→ Aim of the exercise
What lines in the data hold the string "impl"? Show them.

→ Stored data
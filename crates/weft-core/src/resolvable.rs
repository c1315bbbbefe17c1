//! Single-assignment value with resolution observers.
//!
//! A `ResolvableValue` starts either pending (deferred) or already resolved
//! (constant). The pending -> resolved transition happens under the slot
//! lock, so concurrent resolvers are serialized and only the first wins.
//! Observers registered while pending are drained exactly once, outside the
//! lock, in registration order. Observers registered after resolution run
//! immediately on the registering thread.

use std::fmt;
use std::sync::Arc;

use chrono::{DateTime, Utc};
use parking_lot::{Condvar, Mutex};

use crate::domain::{Fault, Resolution, ResolutionState};
use crate::error::WeftError;
use crate::ports::{Clock, SystemClock};

type ResolutionObserver<T> = Box<dyn FnOnce(&Resolution<T>) + Send + 'static>;

enum Slot<T> {
    Pending(Vec<ResolutionObserver<T>>),
    Resolved(Resolution<T>),
}

struct Inner<T> {
    slot: Mutex<Slot<T>>,
    resolved: Condvar,
    clock: Arc<dyn Clock>,
}

/// Shared handle to a single-assignment value. Clones observe the same slot.
pub struct ResolvableValue<T> {
    inner: Arc<Inner<T>>,
}

impl<T> Clone for ResolvableValue<T> {
    fn clone(&self) -> Self {
        Self {
            inner: Arc::clone(&self.inner),
        }
    }
}

impl<T> fmt::Debug for ResolvableValue<T> {
    fn fmt(&self, f: &mut fmt::Formatter<'_>) -> fmt::Result {
        f.debug_struct("ResolvableValue")
            .field("state", &self.state())
            .finish()
    }
}

impl<T> ResolvableValue<T> {
    /// Pending value, resolved later by the producer. `resolved_at` is read
    /// from `clock` at the moment of resolution.
    pub fn deferred(clock: Arc<dyn Clock>) -> Self {
        Self::with_slot(Slot::Pending(Vec::new()), clock)
    }

    /// Value that is resolved from the start.
    pub fn constant(resolved_at: DateTime<Utc>, result: Result<T, Fault>) -> Self {
        Self::with_slot(
            Slot::Resolved(Resolution::new(result, resolved_at)),
            Arc::new(SystemClock),
        )
    }

    pub fn fulfilled(resolved_at: DateTime<Utc>, value: T) -> Self {
        Self::constant(resolved_at, Ok(value))
    }

    pub fn rejected(resolved_at: DateTime<Utc>, fault: Fault) -> Self {
        Self::constant(resolved_at, Err(fault))
    }

    fn with_slot(slot: Slot<T>, clock: Arc<dyn Clock>) -> Self {
        Self {
            inner: Arc::new(Inner {
                slot: Mutex::new(slot),
                resolved: Condvar::new(),
                clock,
            }),
        }
    }

    pub fn state(&self) -> ResolutionState {
        match &*self.inner.slot.lock() {
            Slot::Pending(_) => ResolutionState::Pending,
            Slot::Resolved(resolution) => resolution.state(),
        }
    }

    pub fn is_resolved(&self) -> bool {
        self.state().is_terminal()
    }

    pub fn resolve(&self, value: T) -> Result<(), WeftError>
    where
        T: Clone,
    {
        self.complete(Ok(value))
    }

    pub fn reject(&self, fault: Fault) -> Result<(), WeftError>
    where
        T: Clone,
    {
        self.complete(Err(fault))
    }

    /// Transition pending -> fulfilled/rejected, then notify observers.
    ///
    /// A second attempt leaves the stored outcome untouched and returns
    /// `ResolutionConflict`.
    pub fn complete(&self, result: Result<T, Fault>) -> Result<(), WeftError>
    where
        T: Clone,
    {
        let resolved_at = self.inner.clock.now();
        let resolution = Resolution::new(result, resolved_at);

        let observers = {
            let mut slot = self.inner.slot.lock();
            match &mut *slot {
                Slot::Resolved(existing) => {
                    let state = existing.state();
                    tracing::error!(%state, "resolve attempted on an already resolved value");
                    return Err(WeftError::ResolutionConflict { state });
                }
                Slot::Pending(observers) => {
                    let observers = std::mem::take(observers);
                    *slot = Slot::Resolved(resolution.clone());
                    observers
                }
            }
        };
        self.inner.resolved.notify_all();

        for observer in observers {
            observer(&resolution);
        }
        Ok(())
    }

    /// Register `observer` to run once with the final resolution.
    ///
    /// Runs synchronously, on the calling thread, if already resolved.
    pub fn add_observer<F>(&self, observer: F)
    where
        F: FnOnce(&Resolution<T>) + Send + 'static,
        T: Clone,
    {
        let resolution = {
            let mut slot = self.inner.slot.lock();
            match &mut *slot {
                Slot::Pending(observers) => {
                    observers.push(Box::new(observer));
                    return;
                }
                Slot::Resolved(resolution) => resolution.clone(),
            }
        };
        observer(&resolution);
    }

    /// Resolution, if it already happened.
    pub fn try_resolution(&self) -> Option<Resolution<T>>
    where
        T: Clone,
    {
        match &*self.inner.slot.lock() {
            Slot::Pending(_) => None,
            Slot::Resolved(resolution) => Some(resolution.clone()),
        }
    }

    /// Block the calling thread until resolved.
    pub fn wait(&self) -> Resolution<T>
    where
        T: Clone,
    {
        let mut slot = self.inner.slot.lock();
        loop {
            if let Slot::Resolved(resolution) = &*slot {
                return resolution.clone();
            }
            self.inner.resolved.wait(&mut slot);
        }
    }

    /// Block until resolved, then return the value or the stored fault.
    pub fn blocking_get(&self) -> Result<T, Fault>
    where
        T: Clone,
    {
        self.wait().result
    }
}

#[cfg(test)]
mod tests {
    use super::*;
    use std::sync::atomic::{AtomicUsize, Ordering};
    use std::sync::{Barrier, mpsc};
    use std::thread;

    use chrono::TimeDelta;

    use crate::ports::FixedClock;

    fn fixed_clock() -> (Arc<FixedClock>, DateTime<Utc>) {
        let start = Utc::now();
        (Arc::new(FixedClock::new(start)), start)
    }

    #[test]
    fn deferred_starts_pending() {
        let (clock, _) = fixed_clock();
        let value = ResolvableValue::<i32>::deferred(clock);
        assert_eq!(value.state(), ResolutionState::Pending);
        assert!(value.try_resolution().is_none());
    }

    #[test]
    fn resolve_stamps_time_and_notifies_in_registration_order() {
        let (clock, start) = fixed_clock();
        let value = ResolvableValue::deferred(clock.clone());
        let (tx, rx) = mpsc::channel();

        for i in 0..3 {
            let tx = tx.clone();
            value.add_observer(move |resolution: &Resolution<&str>| {
                tx.send((i, resolution.result.clone().unwrap(), resolution.resolved_at))
                    .unwrap();
            });
        }

        let resolved_at = clock.advance(TimeDelta::seconds(3));
        value.resolve("done").unwrap();

        let seen: Vec<_> = rx.try_iter().collect();
        assert_eq!(
            seen,
            vec![(0, "done", resolved_at), (1, "done", resolved_at), (2, "done", resolved_at)]
        );
        assert!(resolved_at > start);
        assert_eq!(value.state(), ResolutionState::Fulfilled);
    }

    #[test]
    fn second_resolution_is_a_conflict_and_keeps_first_outcome() {
        let (clock, _) = fixed_clock();
        let value = ResolvableValue::deferred(clock);
        value.resolve(1).unwrap();

        let err = value.resolve(2).unwrap_err();
        assert!(matches!(
            err,
            WeftError::ResolutionConflict { state: ResolutionState::Fulfilled }
        ));
        let err = value.reject(WeftError::Abandoned.into()).unwrap_err();
        assert!(matches!(err, WeftError::ResolutionConflict { .. }));
        assert_eq!(value.blocking_get().unwrap(), 1);
    }

    #[test]
    fn constant_rejects_resolution_attempts() {
        let value = ResolvableValue::fulfilled(Utc::now(), 5);
        assert!(value.resolve(6).is_err());
        assert_eq!(value.blocking_get().unwrap(), 5);
    }

    #[test]
    fn late_observer_runs_synchronously_with_stored_outcome() {
        let resolved_at = Utc::now();
        let fault: Fault = WeftError::Abandoned.into();
        let value = ResolvableValue::<i32>::rejected(resolved_at, fault.clone());

        let calls = Arc::new(AtomicUsize::new(0));
        let seen = Arc::clone(&calls);
        let expected = fault.clone();
        value.add_observer(move |resolution| {
            assert!(resolution.result.as_ref().unwrap_err().ptr_eq(&expected));
            assert_eq!(resolution.resolved_at, resolved_at);
            seen.fetch_add(1, Ordering::SeqCst);
        });
        assert_eq!(calls.load(Ordering::SeqCst), 1);
    }

    #[test]
    fn blocking_get_waits_for_another_thread() {
        let (clock, _) = fixed_clock();
        let value = ResolvableValue::deferred(clock);
        let producer = value.clone();

        let handle = thread::spawn(move || producer.resolve(vec![1, 2, 3]).unwrap());
        assert_eq!(value.blocking_get().unwrap(), vec![1, 2, 3]);
        handle.join().unwrap();
    }

    #[test]
    fn concurrent_resolvers_have_exactly_one_winner() {
        let (clock, _) = fixed_clock();
        let value = ResolvableValue::deferred(clock);
        let notified = Arc::new(AtomicUsize::new(0));
        let counter = Arc::clone(&notified);
        value.add_observer(move |_| {
            counter.fetch_add(1, Ordering::SeqCst);
        });

        let barrier = Arc::new(Barrier::new(8));
        let handles: Vec<_> = (0..8)
            .map(|i| {
                let value = value.clone();
                let barrier = Arc::clone(&barrier);
                thread::spawn(move || {
                    barrier.wait();
                    value.resolve(i).is_ok()
                })
            })
            .collect();

        let winners = handles
            .into_iter()
            .map(|h| h.join().unwrap())
            .filter(|won| *won)
            .count();
        assert_eq!(winners, 1);
        assert_eq!(notified.load(Ordering::SeqCst), 1);
    }
}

→ Solution
impl<T> Clone for ResolvableValue<T> {
impl<T> fmt::Debug for ResolvableValue<T> {
impl<T> ResolvableValue<T> {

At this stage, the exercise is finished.